== TASK GOAL ==
Write out the following listing's lines from the one with "filename tests/sink_tests.rs" to the one with "b.await.unwrap();", exactly, with both included and no others.

== TASK INPUT ==
____

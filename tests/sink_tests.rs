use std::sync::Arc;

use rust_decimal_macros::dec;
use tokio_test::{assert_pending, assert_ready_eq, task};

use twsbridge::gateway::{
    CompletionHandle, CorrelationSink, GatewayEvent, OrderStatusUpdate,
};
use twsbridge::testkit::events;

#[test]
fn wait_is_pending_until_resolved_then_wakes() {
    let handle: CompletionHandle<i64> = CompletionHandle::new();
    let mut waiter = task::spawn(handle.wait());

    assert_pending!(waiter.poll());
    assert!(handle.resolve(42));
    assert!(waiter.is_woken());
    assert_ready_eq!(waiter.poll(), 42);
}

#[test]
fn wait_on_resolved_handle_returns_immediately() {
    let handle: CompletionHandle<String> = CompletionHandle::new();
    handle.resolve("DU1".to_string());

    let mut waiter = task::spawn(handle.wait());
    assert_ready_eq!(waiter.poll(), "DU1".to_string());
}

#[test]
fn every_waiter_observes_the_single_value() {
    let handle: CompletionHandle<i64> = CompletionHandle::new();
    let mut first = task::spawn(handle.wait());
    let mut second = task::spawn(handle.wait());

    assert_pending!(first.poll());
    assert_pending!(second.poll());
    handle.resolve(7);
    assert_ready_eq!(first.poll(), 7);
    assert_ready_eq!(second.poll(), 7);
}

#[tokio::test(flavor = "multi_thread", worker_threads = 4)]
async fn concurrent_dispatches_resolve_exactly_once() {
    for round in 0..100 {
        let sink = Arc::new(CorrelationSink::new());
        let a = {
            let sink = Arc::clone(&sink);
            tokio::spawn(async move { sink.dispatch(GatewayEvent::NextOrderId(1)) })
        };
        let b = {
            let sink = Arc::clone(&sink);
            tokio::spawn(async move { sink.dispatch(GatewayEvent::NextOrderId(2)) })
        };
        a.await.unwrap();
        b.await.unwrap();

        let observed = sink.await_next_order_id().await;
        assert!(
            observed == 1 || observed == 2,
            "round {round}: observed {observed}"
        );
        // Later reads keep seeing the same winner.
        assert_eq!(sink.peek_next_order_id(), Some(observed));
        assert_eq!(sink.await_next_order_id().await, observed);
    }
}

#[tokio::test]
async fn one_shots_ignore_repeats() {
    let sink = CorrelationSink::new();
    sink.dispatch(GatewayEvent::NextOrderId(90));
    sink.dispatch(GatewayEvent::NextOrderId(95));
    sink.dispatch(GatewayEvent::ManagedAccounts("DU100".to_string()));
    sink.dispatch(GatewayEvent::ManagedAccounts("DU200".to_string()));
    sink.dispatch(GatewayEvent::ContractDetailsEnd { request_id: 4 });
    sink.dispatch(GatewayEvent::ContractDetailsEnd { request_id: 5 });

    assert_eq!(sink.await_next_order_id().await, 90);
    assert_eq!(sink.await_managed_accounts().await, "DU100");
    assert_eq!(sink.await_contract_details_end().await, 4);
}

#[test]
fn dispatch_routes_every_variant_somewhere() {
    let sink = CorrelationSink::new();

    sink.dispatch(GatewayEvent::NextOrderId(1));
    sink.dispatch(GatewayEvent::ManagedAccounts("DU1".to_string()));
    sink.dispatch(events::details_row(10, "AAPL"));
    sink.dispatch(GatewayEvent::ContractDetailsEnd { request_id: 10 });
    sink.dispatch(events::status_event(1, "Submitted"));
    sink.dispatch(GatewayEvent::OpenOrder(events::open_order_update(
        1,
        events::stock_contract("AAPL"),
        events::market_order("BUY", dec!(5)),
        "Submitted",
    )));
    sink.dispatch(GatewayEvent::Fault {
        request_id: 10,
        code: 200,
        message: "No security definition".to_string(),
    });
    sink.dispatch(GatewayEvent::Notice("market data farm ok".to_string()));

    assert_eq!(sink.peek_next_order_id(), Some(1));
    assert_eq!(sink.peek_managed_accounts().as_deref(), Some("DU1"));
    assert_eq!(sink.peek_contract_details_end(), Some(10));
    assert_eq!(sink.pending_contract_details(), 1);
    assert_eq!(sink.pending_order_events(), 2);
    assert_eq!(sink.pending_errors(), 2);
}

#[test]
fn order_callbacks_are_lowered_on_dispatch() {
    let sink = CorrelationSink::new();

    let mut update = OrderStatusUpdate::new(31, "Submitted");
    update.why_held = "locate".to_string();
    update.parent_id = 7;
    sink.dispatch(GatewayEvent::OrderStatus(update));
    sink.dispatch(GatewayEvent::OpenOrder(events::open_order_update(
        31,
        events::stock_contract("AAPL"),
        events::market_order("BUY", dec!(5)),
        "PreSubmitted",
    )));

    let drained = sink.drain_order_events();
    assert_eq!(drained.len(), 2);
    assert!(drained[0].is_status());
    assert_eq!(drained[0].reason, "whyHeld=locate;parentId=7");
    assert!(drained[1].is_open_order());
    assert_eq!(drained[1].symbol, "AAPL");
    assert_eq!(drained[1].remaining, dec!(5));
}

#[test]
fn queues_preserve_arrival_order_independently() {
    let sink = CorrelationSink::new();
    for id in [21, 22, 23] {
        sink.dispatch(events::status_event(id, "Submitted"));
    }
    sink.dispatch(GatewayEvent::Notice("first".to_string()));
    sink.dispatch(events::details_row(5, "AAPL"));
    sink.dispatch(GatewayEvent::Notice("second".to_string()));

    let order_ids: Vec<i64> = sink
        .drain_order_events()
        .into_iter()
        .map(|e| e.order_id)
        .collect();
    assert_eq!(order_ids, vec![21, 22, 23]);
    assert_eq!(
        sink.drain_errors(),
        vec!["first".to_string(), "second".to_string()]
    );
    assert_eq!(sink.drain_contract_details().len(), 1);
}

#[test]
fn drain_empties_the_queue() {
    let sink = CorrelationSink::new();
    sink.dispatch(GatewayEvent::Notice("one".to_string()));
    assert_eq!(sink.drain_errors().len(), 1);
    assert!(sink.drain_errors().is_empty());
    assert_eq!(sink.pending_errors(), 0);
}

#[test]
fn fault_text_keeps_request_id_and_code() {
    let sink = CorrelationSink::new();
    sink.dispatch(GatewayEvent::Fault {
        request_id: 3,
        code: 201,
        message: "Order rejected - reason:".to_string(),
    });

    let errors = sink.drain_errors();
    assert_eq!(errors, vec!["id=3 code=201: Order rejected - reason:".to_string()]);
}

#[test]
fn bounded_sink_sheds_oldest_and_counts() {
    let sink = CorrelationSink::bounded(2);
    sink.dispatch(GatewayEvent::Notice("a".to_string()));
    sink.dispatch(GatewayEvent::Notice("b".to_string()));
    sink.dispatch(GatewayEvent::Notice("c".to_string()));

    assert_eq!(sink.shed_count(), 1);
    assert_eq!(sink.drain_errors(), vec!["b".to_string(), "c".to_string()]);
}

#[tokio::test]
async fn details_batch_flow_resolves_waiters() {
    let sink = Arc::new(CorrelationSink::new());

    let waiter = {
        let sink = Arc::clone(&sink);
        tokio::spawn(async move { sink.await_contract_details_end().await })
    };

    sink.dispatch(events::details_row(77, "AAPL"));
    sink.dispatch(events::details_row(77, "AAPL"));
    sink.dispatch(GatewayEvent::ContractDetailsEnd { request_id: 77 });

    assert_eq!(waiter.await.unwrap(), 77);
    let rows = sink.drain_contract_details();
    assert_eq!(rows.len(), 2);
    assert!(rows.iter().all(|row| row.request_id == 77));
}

____

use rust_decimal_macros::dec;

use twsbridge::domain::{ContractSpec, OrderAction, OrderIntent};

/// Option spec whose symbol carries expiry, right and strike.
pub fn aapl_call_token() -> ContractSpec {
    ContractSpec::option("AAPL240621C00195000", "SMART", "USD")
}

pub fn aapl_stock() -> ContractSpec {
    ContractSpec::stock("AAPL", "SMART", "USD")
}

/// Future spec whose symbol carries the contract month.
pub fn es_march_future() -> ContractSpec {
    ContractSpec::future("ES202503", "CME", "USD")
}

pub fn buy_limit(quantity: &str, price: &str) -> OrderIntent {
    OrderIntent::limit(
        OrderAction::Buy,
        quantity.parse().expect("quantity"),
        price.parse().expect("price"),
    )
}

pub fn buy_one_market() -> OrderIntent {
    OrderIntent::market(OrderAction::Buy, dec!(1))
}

____

== RESPONSE TO THE TASK ==
filename tests/sink_tests.rs
use std::sync::Arc;

use rust_decimal_macros::dec;
use tokio_test::{assert_pending, assert_ready_eq, task};

use twsbridge::gateway::{
    CompletionHandle, CorrelationSink, GatewayEvent, OrderStatusUpdate,
};
use twsbridge::testkit::events;

#[test]
fn wait_is_pending_until_resolved_then_wakes() {
    let handle: CompletionHandle<i64> = CompletionHandle::new();
    let mut waiter = task::spawn(handle.wait());

    assert_pending!(waiter.poll());
    assert!(handle.resolve(42));
    assert!(waiter.is_woken());
    assert_ready_eq!(waiter.poll(), 42);
}

#[test]
fn wait_on_resolved_handle_returns_immediately() {
    let handle: CompletionHandle<String> = CompletionHandle::new();
    handle.resolve("DU1".to_string());

    let mut waiter = task::spawn(handle.wait());
    assert_ready_eq!(waiter.poll(), "DU1".to_string());
}

#[test]
fn every_waiter_observes_the_single_value() {
    let handle: CompletionHandle<i64> = CompletionHandle::new();
    let mut first = task::spawn(handle.wait());
    let mut second = task::spawn(handle.wait());

    assert_pending!(first.poll());
    assert_pending!(second.poll());
    handle.resolve(7);
    assert_ready_eq!(first.poll(), 7);
    assert_ready_eq!(second.poll(), 7);
}

#[tokio::test(flavor = "multi_thread", worker_threads = 4)]
async fn concurrent_dispatches_resolve_exactly_once() {
    for round in 0..100 {
        let sink = Arc::new(CorrelationSink::new());
        let a = {
            let sink = Arc::clone(&sink);
            tokio::spawn(async move { sink.dispatch(GatewayEvent::NextOrderId(1)) })
        };
        let b = {
            let sink = Arc::clone(&sink);
            tokio::spawn(async move { sink.dispatch(GatewayEvent::NextOrderId(2)) })
        };
        a.await.unwrap();
        b.await.unwrap();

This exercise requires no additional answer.